Das gibt’s nur einmal, das kommt nie wieder

5. August, 2020

Die Sommerklänge an Aloysius starten mit einer ganz neuen Konzertsituation und großartiger Klaviermusik

Flügel drinnen, Türen auf, Publikum draußen – beim Sommerklänge-Auftakt mit Tobias Haunhorst erklang große Klassik inmitten der lärmenden Innenstadt.                                               <b>Michael May</b>

Flügel drinnen, Türen auf, Publikum draußen – beim Sommerklänge-Auftakt mit Tobias Haunhorst erklang große Klassik inmitten der lärmenden Innenstadt. Michael May

Ralf Tiemann

Iserlohn Leisere Passagen gingen im Straßenlärm schon mal unter. Und auch wenn es laut wurde, vermisste man die bebende Kraft, mit der ein Konzertflügel die Zuhörer im geschlossenen Raum schon mal in der Magengrube treffen kann. Unter freiem Himmel und auf Distanz blieb da vieles eher flach und eindimensional, wie eine Landschaft ohne Berge und Täler. Aber in Coronazeiten und nach fast einem halben Jahr ohne Konzerte ist man auch schon mit einem leicht eingeschränkten Hörvergnügen glücklich – Hauptsache wieder gemeinsam live Musik erleben, allein das zählt.

Und außerdem beschert einem das Virus auch Konzertsituationen, die es so – vermutlich aus gutem Grund – noch nie gegeben hat, und wahrscheinlich auch nach der Pandemie nie wieder geben wird.
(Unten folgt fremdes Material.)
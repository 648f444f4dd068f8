//! Audio routing graph driver.
//!
//! Connects a decoded-but-not-yet-played source node to its destinations:
//! speakers plus a capture sink when the audio must stay audible while it is
//! recorded, or just a capture sink otherwise. Offline mixing schedules
//! buffers on its renderer directly and does not go through this graph.
//!
//! Source nodes are single-use. Once a node has played it is consumed and
//! can never be reconnected, so every play (including a resume after a seek)
//! creates a fresh node.

use std::path::PathBuf;

use clipforge_common::error::{ClipforgeError, ClipforgeResult};

/// Opaque handle to a node created by a backend.
#[derive(Debug, Clone, Copy, PartialEq, Eq, Hash)]
pub struct NodeId(pub u64);

/// Where a source node can be connected.
#[derive(Debug, Clone, Copy, PartialEq, Eq)]
pub enum Destination {
    /// Default real-time output.
    Speakers,
    /// Sink that turns the signal into a consumable track for an encoder.
    CaptureSink,
}

/// How a routed source reaches the encoder.
#[derive(Debug, Clone, PartialEq)]
pub enum TrackOrigin {
    /// Produced live by the graph's capture sink.
    Live,
    /// Read directly from a media file, starting at an offset.
    File { path: PathBuf, offset_secs: f64 },
}

/// A consumable audio track yielded by a capture sink.
#[derive(Debug, Clone, PartialEq)]
pub struct CaptureTrack {
    pub id: u64,
    pub origin: TrackOrigin,
}

/// Which destinations a routed source is connected to.
#[derive(Debug, Clone, Copy, PartialEq, Eq)]
pub enum RoutingMode {
    /// Speakers and capture sink at once.
    Monitored,
    /// Capture sink only.
    CaptureOnly,
}

impl RoutingMode {
    pub fn destinations(&self) -> &'static [Destination] {
        match self {
            RoutingMode::Monitored => &[Destination::Speakers, Destination::CaptureSink],
            RoutingMode::CaptureOnly => &[Destination::CaptureSink],
        }
    }

    pub fn captures(&self) -> bool {
        self.destinations().contains(&Destination::CaptureSink)
    }
}

/// Platform audio graph: node creation, connections and capture.
pub trait AudioGraphBackend: Send {
    /// Create a source node fed by the playing element.
    fn create_source_node(&mut self) -> ClipforgeResult<NodeId>;

    fn connect(&mut self, node: NodeId, destination: Destination) -> ClipforgeResult<()>;

    fn disconnect(&mut self, node: NodeId);

    /// The capture sink's track.
    fn capture_track(&mut self) -> ClipforgeResult<CaptureTrack>;

    /// Release the graph context. Called once.
    fn close(&mut self);
}

/// Owns one graph context for the lifetime of an operation.
pub struct AudioRouter {
    backend: Box<dyn AudioGraphBackend>,
    mode: RoutingMode,
    active: Option<NodeId>,
    consumed: Vec<NodeId>,
    closed: bool,
}

impl AudioRouter {
    pub fn new(backend: Box<dyn AudioGraphBackend>, mode: RoutingMode) -> Self {
        Self {
            backend,
            mode,
            active: None,
            consumed: Vec::new(),
            closed: false,
        }
    }

    pub fn mode(&self) -> RoutingMode {
        self.mode
    }

    /// Build the graph for a new play: retire the previous source node,
    /// create a fresh one and connect it to every destination of the mode.
    pub fn attach_for_play(&mut self) -> ClipforgeResult<NodeId> {
        self.ensure_open()?;
        self.retire_active();

        let node = self.backend.create_source_node()?;
        for &destination in self.mode.destinations() {
            self.backend.connect(node, destination)?;
        }
        self.active = Some(node);

        tracing::debug!(
            node = node.0,
            mode = ?self.mode,
            plays = self.consumed.len() + 1,
            "Audio source attached"
        );
        Ok(node)
    }

    /// Connect an already-created node to one extra destination.
    pub fn connect(&mut self, node: NodeId, destination: Destination) -> ClipforgeResult<()> {
        self.ensure_open()?;
        if self.consumed.contains(&node) {
            return Err(ClipforgeError::source_load(format!(
                "audio source node {} was already played and cannot be reconnected",
                node.0
            )));
        }
        self.backend.connect(node, destination)
    }

    /// Track to hand to the stream encoder, if this mode captures.
    pub fn capture_track(&mut self) -> ClipforgeResult<Option<CaptureTrack>> {
        self.ensure_open()?;
        if !self.mode.captures() {
            return Ok(None);
        }
        self.backend.capture_track().map(Some)
    }

    /// Number of source nodes created so far.
    pub fn plays(&self) -> usize {
        self.consumed.len() + usize::from(self.active.is_some())
    }

    /// Disconnect everything and close the context. Safe to call repeatedly.
    pub fn teardown(&mut self) {
        if self.closed {
            return;
        }
        self.retire_active();
        self.backend.close();
        self.closed = true;
        tracing::debug!(plays = self.consumed.len(), "Audio graph closed");
    }

    pub fn is_closed(&self) -> bool {
        self.closed
    }

    fn retire_active(&mut self) {
        if let Some(node) = self.active.take() {
            self.backend.disconnect(node);
            self.consumed.push(node);
        }
    }

    fn ensure_open(&self) -> ClipforgeResult<()> {
        if self.closed {
            return Err(ClipforgeError::source_load("audio graph is already closed"));
        }
        Ok(())
    }
}

impl Drop for AudioRouter {
    fn drop(&mut self) {
        self.teardown();
    }
}

#[cfg(test)]
mod tests {
    use super::*;
    use std::sync::{Arc, Mutex};

    #[derive(Default)]
    struct Log {
        created: u64,
        connections: Vec<(u64, Destination)>,
        disconnected: Vec<u64>,
        closes: usize,
    }

    struct FakeGraph(Arc<Mutex<Log>>);

    impl AudioGraphBackend for FakeGraph {
        fn create_source_node(&mut self) -> ClipforgeResult<NodeId> {
            let mut log = self.0.lock().unwrap();
            log.created += 1;
            Ok(NodeId(log.created))
        }

        fn connect(&mut self, node: NodeId, destination: Destination) -> ClipforgeResult<()> {
            self.0.lock().unwrap().connections.push((node.0, destination));
            Ok(())
        }

        fn disconnect(&mut self, node: NodeId) {
            self.0.lock().unwrap().disconnected.push(node.0);
        }

        fn capture_track(&mut self) -> ClipforgeResult<CaptureTrack> {
            Ok(CaptureTrack {
                id: 1,
                origin: TrackOrigin::Live,
            })
        }

        fn close(&mut self) {
            self.0.lock().unwrap().closes += 1;
        }
    }

    fn router(mode: RoutingMode) -> (AudioRouter, Arc<Mutex<Log>>) {
        let log = Arc::new(Mutex::new(Log::default()));
        (
            AudioRouter::new(Box::new(FakeGraph(Arc::clone(&log))), mode),
            log,
        )
    }

    #[test]
    fn test_monitored_connects_speakers_and_capture() {
        let (mut router, log) = router(RoutingMode::Monitored);
        let node = router.attach_for_play().unwrap();
        let log = log.lock().unwrap();
        assert_eq!(
            log.connections,
            vec![
                (node.0, Destination::Speakers),
                (node.0, Destination::CaptureSink)
            ]
        );
    }

    #[test]
    fn test_new_node_per_play() {
        let (mut router, log) = router(RoutingMode::CaptureOnly);
        let first = router.attach_for_play().unwrap();
        let second = router.attach_for_play().unwrap();
        assert_ne!(first, second);
        assert_eq!(router.plays(), 2);
        assert_eq!(log.lock().unwrap().disconnected, vec![first.0]);

        let err = router.connect(first, Destination::Speakers).unwrap_err();
        assert!(err.to_string().contains("cannot be reconnected"));
    }

    #[test]
    fn test_teardown_is_idempotent() {
        let (mut router, log) = router(RoutingMode::CaptureOnly);
        router.attach_for_play().unwrap();
        router.teardown();
        router.teardown();
        drop(router);
        assert_eq!(log.lock().unwrap().closes, 1);
    }

    #[test]
    fn test_closed_router_rejects_new_plays() {
        let (mut router, _log) = router(RoutingMode::CaptureOnly);
        router.teardown();
        assert!(router.attach_for_play().is_err());
    }
}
Für den Auftakt der diesjährigen Sommerklänge am Dienstagabend hat Kantor Tobias Leschke zusammen mit den Organisatoren vom Förderverein Musica Sacra ein wirklich außergewöhnliches Setting gewählt. Pianist Tobias Haunhorst nahm im Pankratius-Forum an der Fensterfront am Flügel Platz, alle Türen wurden aufgerissen und draußen auf dem Kirchplatz saß das Publikum – wie inzwischen schon gewohnt mit großen Abständen zwischen Paaren, Einzelgästen und kleineren, zusammengehörenden Besuchergruppen auf einem bestuhlten und mit Flatterband als Auditorium gekennzeichneten Areal mit Ein- und Ausgang, schriftlicher Gästeerfassung, Maskenpflicht und Desinfektionsmitteln.

So eine lange Pause hatte Tobias Haunhorst noch nie

Abgesehen von den zuletzt genannten Corona-Begleitumständen hatte diese Anordnung durchaus etwas Reizvolles, Klassik mitten in der pulsierenden Stadt, wo sich die übliche Geräuschkulisse mit spielenden Kindern und Musikfetzen aus offenen Autos mit Beethoven und Liszt mischen. Von der außergewöhnlichen Optik des Kirchplatzes ganz abgesehen. „Das ist so genial, dass wir überlegen, die Konzerte jetzt immer hierhin zu verlegen“, scherzte Tobias Leschke, der vor allem dankbar war, dass er dank der tatkräftigen Unterstützung seines Fördervereins die diesjährige Konzertreihe überhaupt anbieten kann.

Apropos Beethoven und Liszt – die vorletzte Sonate op. 110 von Beethoven und die ausufernde h-Moll-Sonate von Liszt kann bei weitem nicht jeder Klavierspieler technisch bewältigen und schon gar nicht so durchdringen, wie der junge Tobias Haunhorst. Viel höher kann man kaum greifen und viel tiefsinniger kaum Musik machen. Da geht es um unsterbliche Liebe, Verzweiflung, Tod und Auferstehung, um Faust und Mephisto. Beethoven und Liszt erheben sich weit über rein pianistischen Glanz und virtuoses Spiel. Sie gießen tiefe Gedanken und ein ganzes Universum in Töne – und Haunhorst setzt beide wunderbar ins Verhältnis.

Es war das erste Konzert seit Beginn der Corona-Pause für den ansonsten in ganz Deutschland aktiven Musiker, den Konzertreisen auch ins Ausland bis in die USA und China führen. „So eine lange Pause hatte ich noch nie“, sagte er und sprühte dementsprechend geradezu vor Freude über diese erste Konzertmöglichkeit bei seinem Freund Tobias Leschke, der ihn ja schon öfter nach Iserlohn geholt hatte. Wie immer nahm er das Publikum auf sehr sympathische Weise mit in die Welt dieser Giganten der deutschen Klaviermusik und erklärte, wie er ihre Musik empfindet und deutet. Und wenn einmal der Verkehr am Hohler Weg eine Pause machte und es ganz leise wurde, konnte man sogar hören, welch einen klanglichen Zauber er am Klavier entfalten kann. Da stimmte dann auch das Hörvergnügen.